[Data items]
######

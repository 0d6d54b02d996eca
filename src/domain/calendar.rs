/// Calendar-day utilities
///
/// Every date in the engine is a calendar day in the user's local calendar,
/// with no time-of-day component. All conversions from timestamps go through
/// this module so the same instant can never map to two different day values
/// in different parts of the codebase.

use chrono::{DateTime, Local, NaiveDate, Utc};

use crate::domain::DomainError;

/// Convert a timestamp to its local calendar day
///
/// Strips the time-of-day component after shifting the instant into the
/// local wall-clock timezone. This is the only sanctioned way to derive a
/// day from a timestamp.
pub fn to_calendar_day(timestamp: DateTime<Utc>) -> NaiveDate {
    timestamp.with_timezone(&Local).date_naive()
}

/// Signed day difference `a - b`
///
/// Two days are adjacent iff `days_between(later, earlier) == 1`.
pub fn days_between(a: NaiveDate, b: NaiveDate) -> i64 {
    (a - b).num_days()
}

/// The current local calendar day
pub fn today() -> NaiveDate {
    Local::now().date_naive()
}

/// Parse a `YYYY-MM-DD` day string
///
/// Malformed input fails fast here with a descriptive error rather than
/// being coerced into a default that could produce a misleading streak.
pub fn parse_day(s: &str) -> Result<NaiveDate, DomainError> {
    NaiveDate::parse_from_str(s, "%Y-%m-%d")
        .map_err(|e| DomainError::InvalidDate(format!("'{}' is not a valid YYYY-MM-DD day: {}", s, e)))
}

#[cfg(test)]
mod tests {
    use super::*;
    use chrono::TimeZone;

    #[test]
    fn test_days_between_signed() {
        let a = NaiveDate::from_ymd_opt(2024, 3, 10).unwrap();
        let b = NaiveDate::from_ymd_opt(2024, 3, 7).unwrap();

        assert_eq!(days_between(a, b), 3);
        assert_eq!(days_between(b, a), -3);
        assert_eq!(days_between(a, a), 0);
    }

    #[test]
    fn test_adjacency() {
        let a = NaiveDate::from_ymd_opt(2024, 3, 1).unwrap();
        let b = NaiveDate::from_ymd_opt(2024, 2, 29).unwrap(); // leap year

        assert_eq!(days_between(a, b), 1);
    }

    #[test]
    fn test_parse_valid_day() {
        let day = parse_day("2024-07-04").unwrap();
        assert_eq!(day, NaiveDate::from_ymd_opt(2024, 7, 4).unwrap());
    }

    #[test]
    fn test_parse_malformed_day() {
        assert!(parse_day("07/04/2024").is_err());
        assert!(parse_day("2024-13-01").is_err());
        assert!(parse_day("not a date").is_err());
    }

    #[test]
    fn test_to_calendar_day_strips_time() {
        let ts = Utc.with_ymd_and_hms(2024, 6, 15, 12, 0, 0).unwrap();
        let day = to_calendar_day(ts);

        // Noon UTC lands on the 14th, 15th, or 16th locally depending on
        // offset, but converting the same instant twice must agree.
        assert_eq!(day, to_calendar_day(ts));
        assert!(days_between(day, NaiveDate::from_ymd_opt(2024, 6, 15).unwrap()).abs() <= 1);
    }
}
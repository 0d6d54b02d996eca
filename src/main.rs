/// Command line entry point for the habit stats engine
///
/// Loads a JSON export of completion records, runs the stats facade over
/// them, and prints the composed report. Useful for inspecting what the
/// engine computes for a given ledger snapshot.

use std::collections::HashSet;
use std::path::PathBuf;

use clap::Parser;
use tracing::info;

use habit_stats::{calendar, compute_user_stats_as_of, load_records, StatsError, UserId};

/// Command line arguments for the habit stats report
#[derive(Parser, Debug)]
#[command(author, version, about, long_about = None)]
struct Args {
    /// Path to a JSON file containing an array of completion records
    #[arg(long)]
    file: PathBuf,

    /// Only include completions belonging to this user ID
    #[arg(long)]
    user: Option<String>,

    /// Active habit count used as the gold-star and rate denominator
    /// (defaults to the number of distinct habits in the file)
    #[arg(long)]
    habits: Option<u32>,

    /// Compute relative to this day instead of today (YYYY-MM-DD)
    #[arg(long)]
    as_of: Option<String>,

    /// Enable debug logging
    #[arg(short, long)]
    debug: bool,

    /// Enable verbose output (implies debug)
    #[arg(short, long)]
    verbose: bool,
}

fn main() -> Result<(), Box<dyn std::error::Error>> {
    let args = Args::parse();

    // Set up logging based on command line flags
    let log_level = if args.verbose {
        "debug"
    } else if args.debug {
        "info"
    } else {
        "warn"
    };

    tracing_subscriber::fmt()
        .with_env_filter(format!("habit_stats={}", log_level))
        .with_writer(std::io::stderr)
        .init();

    info!("Loading completion records from {}", args.file.display());

    let mut records = load_records(&args.file)?;

    if let Some(user_str) = &args.user {
        let user_id = UserId::from_string(user_str)
            .map_err(|e| format!("Invalid user ID '{}': {}", user_str, e))?;
        records.retain(|r| r.user_id == user_id);
        info!("{} records remain after filtering to user {}", records.len(), user_id);
    }

    let as_of = match &args.as_of {
        Some(day_str) => calendar::parse_day(day_str).map_err(StatsError::Domain)?,
        None => calendar::today(),
    };

    let habit_count = args.habits.unwrap_or_else(|| {
        records
            .iter()
            .map(|r| &r.habit_id)
            .collect::<HashSet<_>>()
            .len() as u32
    });

    let stats = compute_user_stats_as_of(&records, habit_count, as_of);

    println!("📊 Habit stats as of {}", as_of);
    println!();
    println!(
        "🔥 Streak: {} days (best: {} days)",
        stats.current_streak, stats.longest_streak
    );
    println!(
        "🎯 Today: {} of {} habits completed",
        stats.completed_today, stats.total_habits
    );
    println!("⭐ Gold star days: {}", stats.gold_star_days);
    println!(
        "📈 Weekly progress: {}% | Avg per active day: {:.2}",
        stats.weekly_progress, stats.avg_habits_per_day
    );
    println!(
        "🗓️  {} completions across {} active days",
        stats.total_completions, stats.total_active_days
    );

    Ok(())
}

######

Directions:
Every line above holding the string "Option" should be listed.

Solution to the exercise:
    user: Option<String>,
    habits: Option<u32>,
    as_of: Option<String>,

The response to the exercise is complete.